TL;DR — Batch size controls how many prompts your GPU handles simultaneously. Higher batch = more total throughput but more VRAM and slower responses per user. Single-user on a $1,200 rig? Keep it at 1-2. Only push past 8 if you have 24 GB+ VRAM and are actually serving multiple users.
What Is Batch Size in Local AI Inference?
Batch size is the number of prompts your GPU processes simultaneously in a single forward pass.

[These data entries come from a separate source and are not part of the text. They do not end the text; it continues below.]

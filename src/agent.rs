use crate::grid::GridMap;
use crate::types::{Direction, Vec2};

/// Shared entity representation for the player and every ghost. The player
/// gets its pending direction from input, ghosts get their direction from a
/// policy; the movement rules below are identical for both.
#[derive(Clone, Debug)]
pub struct Agent {
    pub x: f32,
    pub y: f32,
    pub dir: Direction,
    pub pending_dir: Direction,
    pub speed: f32,
}

impl Agent {
    pub fn new(spawn: Vec2, speed: f32) -> Self {
        Self {
            x: spawn.x as f32,
            y: spawn.y as f32,
            dir: Direction::None,
            pending_dir: Direction::None,
            speed,
        }
    }

    pub fn tile(&self, map: &GridMap) -> Vec2 {
        map.tile_at(self.x, self.y)
    }

    pub fn reset(&mut self, spawn: Vec2) {
        self.x = spawn.x as f32;
        self.y = spawn.y as f32;
        self.dir = Direction::None;
        self.pending_dir = Direction::None;
    }
}

/// Advances one agent by one tick.
///
/// A buffered direction is adopted as soon as the tile one step ahead of the
/// rounded current tile is open; it stays buffered otherwise, so a turn
/// requested before a junction takes effect on arrival. A move whose rounded
/// destination tile is a wall is dropped entirely for this tick, with the
/// direction retained so tunnel-hugging agents resume when the wall ends.
pub fn advance(agent: &mut Agent, map: &GridMap) {
    if !agent.pending_dir.is_none() {
        let tile = agent.tile(map);
        let (dx, dy) = agent.pending_dir.delta();
        if !map.is_wall(tile.x + dx, tile.y + dy) {
            agent.dir = agent.pending_dir;
        }
    }

    if agent.dir.is_none() {
        return;
    }

    let (dx, dy) = agent.dir.delta();
    let candidate_x = agent.x + dx as f32 * agent.speed;
    let candidate_y = agent.y + dy as f32 * agent.speed;

    if map.is_wall(candidate_x.round() as i32, candidate_y.round() as i32) {
        return;
    }

    let (x, y) = map.wrap_pos(candidate_x, candidate_y);
    agent.x = x;
    agent.y = y;
    debug_assert!(x >= 0.0 && x < map.width as f32 && y >= 0.0 && y < map.height as f32);
}

#[cfg(test)]
mod tests {
    use super::*;

    fn map(raw: &[&str]) -> GridMap {
        let rows: Vec<String> = raw.iter().map(|row| row.to_string()).collect();
        GridMap::parse(raw[0].len() as i32, raw.len() as i32, &rows).expect("valid layout")
    }

    #[test]
    fn moves_by_speed_along_open_corridor() {
        let map = map(&["11111", "10001", "11111"]);
        let mut agent = Agent::new(Vec2::new(1, 1), 0.5);
        agent.dir = Direction::Right;

        advance(&mut agent, &map);
        assert_eq!(agent.x, 1.5);
        advance(&mut agent, &map);
        assert_eq!(agent.x, 2.0);
        assert_eq!(agent.y, 1.0);
    }

    #[test]
    fn wall_rejects_move_but_keeps_direction() {
        let map = map(&["11111", "10001", "11111"]);
        let mut agent = Agent::new(Vec2::new(3, 1), 0.5);
        agent.dir = Direction::Right;

        // 3.5 rounds to 4, which is a wall.
        advance(&mut agent, &map);
        assert_eq!(agent.x, 3.0);
        assert_eq!(agent.dir, Direction::Right);
    }

    #[test]
    fn pending_direction_is_adopted_only_when_open() {
        let map = map(&["11111", "10001", "10101", "10001", "11111"]);
        let mut agent = Agent::new(Vec2::new(1, 1), 1.0);
        agent.dir = Direction::Right;
        agent.pending_dir = Direction::Down;

        // Down from (1,1) is open: turn immediately.
        advance(&mut agent, &map);
        assert_eq!(agent.dir, Direction::Down);
        assert_eq!((agent.x, agent.y), (1.0, 2.0));

        advance(&mut agent, &map);
        assert_eq!((agent.x, agent.y), (1.0, 3.0));

        agent.pending_dir = Direction::Down;
        advance(&mut agent, &map);
        // (1,4) is a wall: both the pending turn and the move are rejected.
        assert_eq!((agent.x, agent.y), (1.0, 3.0));
        assert_eq!(agent.dir, Direction::Down);
    }

    #[test]
    fn buffered_turn_fires_at_the_junction() {
        let map = map(&["11111", "00000", "11011", "11011", "11111"]);
        let mut agent = Agent::new(Vec2::new(0, 1), 1.0);
        agent.dir = Direction::Right;
        agent.pending_dir = Direction::Down;

        advance(&mut agent, &map); // (1,1), down still walled
        assert_eq!(agent.dir, Direction::Right);
        advance(&mut agent, &map); // (2,1), still walled below
        assert_eq!(agent.dir, Direction::Right);
        advance(&mut agent, &map); // junction at (2,1): adopt down
        assert_eq!(agent.dir, Direction::Down);
        assert_eq!((agent.x, agent.y), (2.0, 2.0));
    }

    #[test]
    fn crossing_the_edge_wraps_to_the_opposite_side() {
        let map = map(&["11111", "00000", "11111"]);
        let mut agent = Agent::new(Vec2::new(0, 1), 0.5);
        agent.dir = Direction::Left;

        advance(&mut agent, &map);
        assert_eq!((agent.x, agent.y), (4.5, 1.0));
        advance(&mut agent, &map);
        assert_eq!(agent.x, 4.0);
    }

    #[test]
    fn idle_agent_stays_put() {
        let map = map(&["111", "101", "111"]);
        let mut agent = Agent::new(Vec2::new(1, 1), 0.5);
        advance(&mut agent, &map);
        assert_eq!((agent.x, agent.y), (1.0, 1.0));
        assert_eq!(agent.dir, Direction::None);
    }
}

At batch size 1, your GPU takes one request, runs it through the model, returns the output, then picks up the next one. At batch size 8, it's handling eight requests in parallel — stacking them together as a single matrix multiply operation. Each request gets its own KV cache allocation, but the model weights execute once for all of them.
Think of it like a restaurant kitchen. Batch size 1 is a cook plating one dish at a time. Batch size 8 is finishing eight dishes simultaneously. The kitchen throughput goes up — but you need a bigger kitchen to handle it, and any individual table waits longer.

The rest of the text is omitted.